YOUR ASSIGNMENT:
Exact copies of the records below are required.

DATA LISTING:
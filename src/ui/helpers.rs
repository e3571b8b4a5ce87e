//! Shared rendering utilities.
//!
//! Low-level helpers used by several components: cursor placement, padded
//! cells, filter-match highlighting and framed boxes for overlays. All width
//! arithmetic counts characters, not bytes.

use crate::ui::theme::Theme;

/// Moves the cursor to a 1-indexed `row`/`col`.
pub fn position_cursor(row: usize, col: usize) {
    print!("\u{1b}[{row};{col}H");
}

/// Display width of `text` in cells.
#[must_use]
pub fn text_width(text: &str) -> usize {
    text.chars().count()
}

/// Cuts `text` to at most `width` characters.
#[must_use]
pub fn clip(text: &str, width: usize) -> String {
    text.chars().take(width).collect()
}

/// Clips `text` and pads it with spaces to exactly `width` characters.
#[must_use]
pub fn pad(text: &str, width: usize) -> String {
    let clipped = clip(text, width);
    let fill = width.saturating_sub(text_width(&clipped));
    format!("{clipped}{}", " ".repeat(fill))
}

/// Prints `text` centered on `row`, padded to the full width in `style`.
///
/// Text wider than the pane is clipped from the right.
pub fn render_centered(row: usize, text: &str, style: &str, cols: usize) {
    let text = clip(text, cols);
    let left = cols.saturating_sub(text_width(&text)) / 2;
    let right = cols.saturating_sub(left + text_width(&text));

    position_cursor(row, 1);
    print!("{style}{}{text}{}{}", " ".repeat(left), " ".repeat(right), Theme::reset());
}

/// Prints `text` with the given character ranges highlighted.
///
/// Ranges are `(start, end)` character indices, end exclusive, sorted and
/// non-overlapping. Selected rows print plain text so the selection colors
/// stay intact. `restore` is re-emitted after every highlighted section to
/// bring back the cell's own colors.
pub fn render_highlighted_text(text: &str, ranges: &[(usize, usize)], theme: &Theme, is_selected: bool, restore: &str) {
    if ranges.is_empty() || is_selected {
        print!("{text}");
        return;
    }

    let chars: Vec<char> = text.chars().collect();
    let mut current_pos = 0;

    for &(start, end) in ranges {
        let start = start.min(chars.len());
        let end = end.min(chars.len());
        if start < current_pos || start >= end {
            continue;
        }

        let normal_section: String = chars[current_pos..start].iter().collect();
        print!("{normal_section}");

        print!("{}", Theme::fg(&theme.colors.match_highlight_fg));
        print!("{}", Theme::bg(&theme.colors.match_highlight_bg));
        let highlighted_section: String = chars[start..end].iter().collect();
        print!("{highlighted_section}");
        print!("{}", Theme::reset());
        print!("{restore}");

        current_pos = end;
    }

    if current_pos < chars.len() {
        let remaining: String = chars[current_pos..].iter().collect();
        print!("{remaining}");
    }
}

/// Geometry of a framed box centered in the pane.
#[derive(Debug, Clone, Copy, PartialEq, Eq)]
pub struct BoxArea {
    pub top: usize,
    pub left: usize,
    pub width: usize,
    pub height: usize,
}

impl BoxArea {
    /// Centers a `width` x `height` box, shrinking it to fit the pane.
    #[must_use]
    pub fn centered(width: usize, height: usize, cols: usize, rows: usize) -> Self {
        let width = width.min(cols.saturating_sub(2)).max(4);
        let height = height.min(rows).max(2);
        Self {
            top: rows.saturating_sub(height) / 2 + 1,
            left: cols.saturating_sub(width) / 2 + 1,
            width,
            height,
        }
    }

    /// Characters available between the side borders.
    #[must_use]
    pub const fn inner_width(&self) -> usize {
        self.width.saturating_sub(2)
    }

    /// Row of the `index`-th content line, directly below the top border.
    #[must_use]
    pub const fn line_row(&self, index: usize) -> usize {
        self.top + 1 + index
    }
}

/// Draws the border of `area` and clears its interior with `bg`.
pub fn render_box(area: BoxArea, border: &str, bg: &str, title: Option<&str>) {
    let inner = area.inner_width();

    position_cursor(area.top, area.left);
    print!("{}{}╭", Theme::bg(bg), Theme::fg(border));
    let label = title.map_or_else(String::new, |title| clip(&format!("─ {title} "), inner));
    print!("{}{label}{}{}", Theme::bold(), Theme::reset(), Theme::bg(bg));
    print!("{}{}╮", Theme::fg(border), "─".repeat(inner.saturating_sub(text_width(&label))));
    print!("{}", Theme::reset());

    for line in 0..area.height.saturating_sub(2) {
        render_box_line(area, line, border, bg, "");
    }

    position_cursor(area.top + area.height.saturating_sub(1), area.left);
    print!("{}{}", Theme::bg(bg), Theme::fg(border));
    print!("╰{}╯", "─".repeat(inner));
    print!("{}", Theme::reset());
}

/// Prints one content line of `area`.
///
/// `styled` may contain escape sequences; its visible part must already fit
/// the inner width, which is filled up with spaces.
pub fn render_box_line(area: BoxArea, line: usize, border: &str, bg: &str, styled: &str) {
    let visible = text_width(&strip_escapes(styled));

    position_cursor(area.line_row(line), area.left);
    print!("{}{}│", Theme::bg(bg), Theme::fg(border));
    print!("{}{styled}{}", Theme::bg(bg), Theme::bg(bg));
    print!("{}", " ".repeat(area.inner_width().saturating_sub(visible)));
    print!("{}│{}", Theme::fg(border), Theme::reset());
}

/// Removes CSI escape sequences, leaving the visible characters.
#[must_use]
pub fn strip_escapes(text: &str) -> String {
    let mut out = String::with_capacity(text.len());
    let mut chars = text.chars();
    while let Some(c) = chars.next() {
        if c == '\u{1b}' {
            for next in chars.by_ref() {
                if next.is_ascii_alphabetic() {
                    break;
                }
            }
        } else {
            out.push(c);
        }
    }
    out
}

#[cfg(test)]
mod tests {
    use super::*;

    #[test]
    fn pad_clips_and_fills() {
        assert_eq!(pad("Engineering", 6), "Engine");
        assert_eq!(pad("HR", 5), "HR   ");
        assert_eq!(pad("Café", 5), "Café ");
    }

    #[test]
    fn strip_escapes_keeps_visible_text() {
        let styled = format!("{}Saving{}…", Theme::fg("#ffffff"), Theme::reset());
        assert_eq!(strip_escapes(&styled), "Saving…");
    }

    #[test]
    fn centered_box_fits_pane() {
        let area = BoxArea::centered(60, 15, 40, 10);
        assert_eq!(area.width, 38);
        assert_eq!(area.height, 10);
        assert_eq!(area.left, 2);
        assert_eq!(area.top, 1);
        assert_eq!(area.inner_width(), 36);
    }
}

TASK ANSWER:
filename src/ui/helpers.rs
repository e3571b8b4a5ce87e
//! Shared rendering utilities.
//!
//! Low-level helpers used by several components: cursor placement, padded
//! cells, filter-match highlighting and framed boxes for overlays. All width
//! arithmetic counts characters, not bytes.

use crate::ui::theme::Theme;

/// Moves the cursor to a 1-indexed `row`/`col`.
pub fn position_cursor(row: usize, col: usize) {
    print!("\u{1b}[{row};{col}H");
}

/// Display width of `text` in cells.
#[must_use]
pub fn text_width(text: &str) -> usize {
    text.chars().count()
}

/// Cuts `text` to at most `width` characters.
#[must_use]
pub fn clip(text: &str, width: usize) -> String {
    text.chars().take(width).collect()
}

/// Clips `text` and pads it with spaces to exactly `width` characters.
#[must_use]
pub fn pad(text: &str, width: usize) -> String {
    let clipped = clip(text, width);
    let fill = width.saturating_sub(text_width(&clipped));
    format!("{clipped}{}", " ".repeat(fill))
}

/// Prints `text` centered on `row`, padded to the full width in `style`.
///
/// Text wider than the pane is clipped from the right.
pub fn render_centered(row: usize, text: &str, style: &str, cols: usize) {
    let text = clip(text, cols);
    let left = cols.saturating_sub(text_width(&text)) / 2;
    let right = cols.saturating_sub(left + text_width(&text));

    position_cursor(row, 1);
    print!("{style}{}{text}{}{}", " ".repeat(left), " ".repeat(right), Theme::reset());
}

/// Prints `text` with the given character ranges highlighted.
///
/// Ranges are `(start, end)` character indices, end exclusive, sorted and
/// non-overlapping. Selected rows print plain text so the selection colors
/// stay intact. `restore` is re-emitted after every highlighted section to
/// bring back the cell's own colors.
pub fn render_highlighted_text(text: &str, ranges: &[(usize, usize)], theme: &Theme, is_selected: bool, restore: &str) {
    if ranges.is_empty() || is_selected {
        print!("{text}");
        return;
    }

    let chars: Vec<char> = text.chars().collect();
    let mut current_pos = 0;

    for &(start, end) in ranges {
        let start = start.min(chars.len());
        let end = end.min(chars.len());
        if start < current_pos || start >= end {
            continue;
        }

        let normal_section: String = chars[current_pos..start].iter().collect();
        print!("{normal_section}");

        print!("{}", Theme::fg(&theme.colors.match_highlight_fg));
        print!("{}", Theme::bg(&theme.colors.match_highlight_bg));
        let highlighted_section: String = chars[start..end].iter().collect();
        print!("{highlighted_section}");
        print!("{}", Theme::reset());
        print!("{restore}");

        current_pos = end;
    }

    if current_pos < chars.len() {
        let remaining: String = chars[current_pos..].iter().collect();
        print!("{remaining}");
    }
}

/// Geometry of a framed box centered in the pane.
#[derive(Debug, Clone, Copy, PartialEq, Eq)]
pub struct BoxArea {
    pub top: usize,
    pub left: usize,
    pub width: usize,
    pub height: usize,
}

impl BoxArea {
    /// Centers a `width` x `height` box, shrinking it to fit the pane.
    #[must_use]
    pub fn centered(width: usize, height: usize, cols: usize, rows: usize) -> Self {
        let width = width.min(cols.saturating_sub(2)).max(4);
        let height = height.min(rows).max(2);
        Self {
            top: rows.saturating_sub(height) / 2 + 1,
            left: cols.saturating_sub(width) / 2 + 1,
            width,
            height,
        }
    }

    /// Characters available between the side borders.
    #[must_use]
    pub const fn inner_width(&self) -> usize {
        self.width.saturating_sub(2)
    }

    /// Row of the `index`-th content line, directly below the top border.
    #[must_use]
    pub const fn line_row(&self, index: usize) -> usize {
        self.top + 1 + index
    }
}

/// Draws the border of `area` and clears its interior with `bg`.
pub fn render_box(area: BoxArea, border: &str, bg: &str, title: Option<&str>) {
    let inner = area.inner_width();

    position_cursor(area.top, area.left);
    print!("{}{}╭", Theme::bg(bg), Theme::fg(border));
    let label = title.map_or_else(String::new, |title| clip(&format!("─ {title} "), inner));
    print!("{}{label}{}{}", Theme::bold(), Theme::reset(), Theme::bg(bg));
    print!("{}{}╮", Theme::fg(border), "─".repeat(inner.saturating_sub(text_width(&label))));
    print!("{}", Theme::reset());

    for line in 0..area.height.saturating_sub(2) {
        render_box_line(area, line, border, bg, "");
    }

    position_cursor(area.top + area.height.saturating_sub(1), area.left);
    print!("{}{}", Theme::bg(bg), Theme::fg(border));
    print!("╰{}╯", "─".repeat(inner));
    print!("{}", Theme::reset());
}

/// Prints one content line of `area`.
///
/// `styled` may contain escape sequences; its visible part must already fit
/// the inner width, which is filled up with spaces.
pub fn render_box_line(area: BoxArea, line: usize, border: &str, bg: &str, styled: &str) {
    let visible = text_width(&strip_escapes(styled));

    position_cursor(area.line_row(line), area.left);
    print!("{}{}│", Theme::bg(bg), Theme::fg(border));
    print!("{}{styled}{}", Theme::bg(bg), Theme::bg(bg));
    print!("{}", " ".repeat(area.inner_width().saturating_sub(visible)));
    print!("{}│{}", Theme::fg(border), Theme::reset());
}

/// Removes CSI escape sequences, leaving the visible characters.
#[must_use]
pub fn strip_escapes(text: &str) -> String {
    let mut out = String::with_capacity(text.len());
    let mut chars = text.chars();
    while let Some(c) = chars.next() {
        if c == '\u{1b}' {
            for next in chars.by_ref() {
                if next.is_ascii_alphabetic() {
                    break;
                }
            }
        } else {
            out.push(c);
        }
    }
    out
}

#[cfg(test)]
mod tests {
    use super::*;

    #[test]
    fn pad_clips_and_fills() {
        assert_eq!(pad("Engineering", 6), "Engine");
        assert_eq!(pad("HR", 5), "HR   ");
        assert_eq!(pad("Café", 5), "Café ");
    }

    #[test]
    fn strip_escapes_keeps_visible_text() {
        let styled = format!("{}Saving{}…", Theme::fg("#ffffff"), Theme::reset());
        assert_eq!(strip_escapes(&styled), "Saving…");
    }

    #[test]
    fn centered_box_fits_pane() {
        let area = BoxArea::centered(60, 15, 40, 10);
        assert_eq!(area.width, 38);
        assert_eq!(area.height, 10);
        assert_eq!(area.left, 2);
        assert_eq!(area.top, 1);
        assert_eq!(area.inner_width(), 36);
    }
}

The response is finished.